FTX’s multi-billion dollar downfall in November of last year sent shockwaves through the cryptocurrency industry, and led to a host of federal criminal charges against the company’s founder, Sam Bankman-Fried.

Bankman-Fried, 31, is free on bail and awaiting trial in October on charges that range from fraud and conspiracy to attempting to bribe officials in China. He has maintained his innocence.

The report also found a lack of oversight at the company, with most major decision-making handled by Bankman-Fried, co-founder Gary Wang and engineering director Nishad Singh, with the trio handling things that could have been delegated to other executives.

“Commenting on Wang’s and Singh’s control over the FTX Group’s technology development and architecture, an FTX Group executive stated that ‘if Nishad [Singh] got hit by a bus, the whole company would be done.
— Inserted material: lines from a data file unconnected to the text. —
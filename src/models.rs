use crate::series::CumulativeSeries;
use chrono::{DateTime, NaiveDate, Utc};
use serde::{Deserialize, Serialize};
use std::fmt;

#[derive(Debug, Clone, Copy, PartialEq, Eq, PartialOrd, Ord, Hash, Serialize, Deserialize, Default)]
#[serde(rename_all = "lowercase")]
pub enum DrinkKind {
    #[default]
    Coffee,
    Tea,
}

impl DrinkKind {
    pub const ALL: [DrinkKind; 2] = [DrinkKind::Coffee, DrinkKind::Tea];

    /// Numeric id stored in the `drink_id` column.
    pub fn id(self) -> i64 {
        match self {
            DrinkKind::Coffee => 1,
            DrinkKind::Tea => 2,
        }
    }

    pub fn from_id(id: i64) -> Option<Self> {
        match id {
            1 => Some(DrinkKind::Coffee),
            2 => Some(DrinkKind::Tea),
            _ => None,
        }
    }

    pub fn parse(value: &str) -> Option<Self> {
        match value.trim().to_ascii_lowercase().as_str() {
            "coffee" => Some(DrinkKind::Coffee),
            "tea" => Some(DrinkKind::Tea),
            _ => None,
        }
    }

    pub fn as_str(self) -> &'static str {
        match self {
            DrinkKind::Coffee => "coffee",
            DrinkKind::Tea => "tea",
        }
    }
}

impl fmt::Display for DrinkKind {
    fn fmt(&self, f: &mut fmt::Formatter<'_>) -> fmt::Result {
        f.write_str(self.as_str())
    }
}

/// A row as the store hands it back. Older rows predate the `drink_id` column.
#[derive(Debug, Clone, Serialize, Deserialize)]
pub struct EventRow {
    #[serde(default, skip_serializing_if = "Option::is_none")]
    pub id: Option<i64>,
    pub user_name: String,
    pub value: i64,
    #[serde(default)]
    pub drink_id: Option<i64>,
    pub created_at: DateTime<Utc>,
}

#[derive(Debug, Clone, PartialEq, Eq, Serialize)]
pub struct Event {
    #[serde(skip_serializing_if = "Option::is_none")]
    pub id: Option<i64>,
    pub user_name: String,
    pub value: u64,
    pub drink_kind: DrinkKind,
    pub created_at: DateTime<Utc>,
}

#[derive(Debug, Clone, PartialEq, Eq)]
pub enum RowRejected {
    NegativeValue(i64),
    UnknownDrink(i64),
}

impl fmt::Display for RowRejected {
    fn fmt(&self, f: &mut fmt::Formatter<'_>) -> fmt::Result {
        match self {
            RowRejected::NegativeValue(value) => write!(f, "negative value {value}"),
            RowRejected::UnknownDrink(id) => write!(f, "unknown drink_id {id}"),
        }
    }
}

impl TryFrom<EventRow> for Event {
    type Error = RowRejected;

    fn try_from(row: EventRow) -> Result<Self, Self::Error> {
        let value = u64::try_from(row.value).map_err(|_| RowRejected::NegativeValue(row.value))?;
        let drink_kind = match row.drink_id {
            None => DrinkKind::Coffee,
            Some(id) => DrinkKind::from_id(id).ok_or(RowRejected::UnknownDrink(id))?,
        };

        Ok(Event {
            id: row.id,
            user_name: row.user_name,
            value,
            drink_kind,
            created_at: row.created_at,
        })
    }
}

/// Payload for a single insert.
#[derive(Debug, Clone, PartialEq, Eq, Serialize)]
pub struct NewEvent {
    pub user_name: String,
    pub value: u64,
    pub drink_id: i64,
    pub created_at: DateTime<Utc>,
}

impl NewEvent {
    pub fn new(user_name: impl Into<String>, kind: DrinkKind, created_at: DateTime<Utc>) -> Self {
        Self {
            user_name: user_name.into(),
            value: 1,
            drink_id: kind.id(),
            created_at,
        }
    }

    pub fn into_row(self, id: i64) -> EventRow {
        EventRow {
            id: Some(id),
            user_name: self.user_name,
            value: i64::try_from(self.value).unwrap_or(i64::MAX),
            drink_id: Some(self.drink_id),
            created_at: self.created_at,
        }
    }
}

#[derive(Debug, Deserialize)]
pub struct ClickRequest {
    pub user: String,
    pub drink: String,
}

#[derive(Debug, Clone, Serialize, Deserialize)]
pub struct UserScore {
    pub user: String,
    pub coffee: u64,
    pub tea: u64,
}

#[derive(Debug, Clone, Serialize, Deserialize)]
pub struct ScoresResponse {
    pub users: Vec<UserScore>,
    pub total_coffee: u64,
    pub total_tea: u64,
}

#[derive(Debug, Serialize, Deserialize)]
#[serde(tag = "status", rename_all = "snake_case")]
pub enum ClickResponse {
    Recorded { scores: ScoresResponse },
    CooldownActive { remaining_seconds: u64 },
    SchemaMismatch { column: String, remediation: String },
    Failed { message: String },
}

#[derive(Debug, Clone, Serialize)]
pub struct ShareSlice {
    pub name: String,
    pub count: u64,
    pub percentage: f64,
}

#[derive(Debug, Clone, Serialize)]
pub struct WindowSeries {
    pub period: &'static str,
    pub start_date: NaiveDate,
    pub end_date: NaiveDate,
    pub series: CumulativeSeries,
}

#[derive(Debug, Clone, Serialize)]
pub struct DrinkStats {
    pub drink: DrinkKind,
    pub share: Vec<ShareSlice>,
    pub windows: Vec<WindowSeries>,
}

#[derive(Debug, Clone, Serialize)]
pub struct StatsResponse {
    pub generated_at: DateTime<Utc>,
    pub coffee: Option<DrinkStats>,
    pub tea: Option<DrinkStats>,
}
Same issue with Gary [Wang],’” the report said.

When employees tried to improve compliance at the company, they were met with backlash, the debtors’ investigation found. For example, the President of FTX.US resigned after a long battle with Bankman-Fried and Singh over “the lack of appropriate delegation of authority, formal management structure, and key hires at FTX.US.”

After raising these issues, the report said, “his bonus was drastically reduced and senior internal counsel instructed him to apologize to Bankman-Fried for raising the concerns, which he refused to do.”

According to a news release from the debtors, the report is the result of a review of millions of documents, terabytes of data and communication and interviews with former FTX employees.

As PYMNTS has written, FTX’s new management has uncovered that Bankman-Fried essentially used the company as a “personal piggybank,” finding $3.2 billion in transfers to the company’s founders, with $2.2 billion going to Bankman-Fried.

Other funds were transferred to Singh ($587 million), Wang ($246 million) and Caroline Ellison ($6 million), CEO of Alameda Research, the FTX-affiliated trading company at the center of the collapse, the debtors found.

Wang, Singh, and Ellison have all pleaded guilty to the criminal charges filed against them for their role in the collapse and are cooperating with federal authorities in their investigation.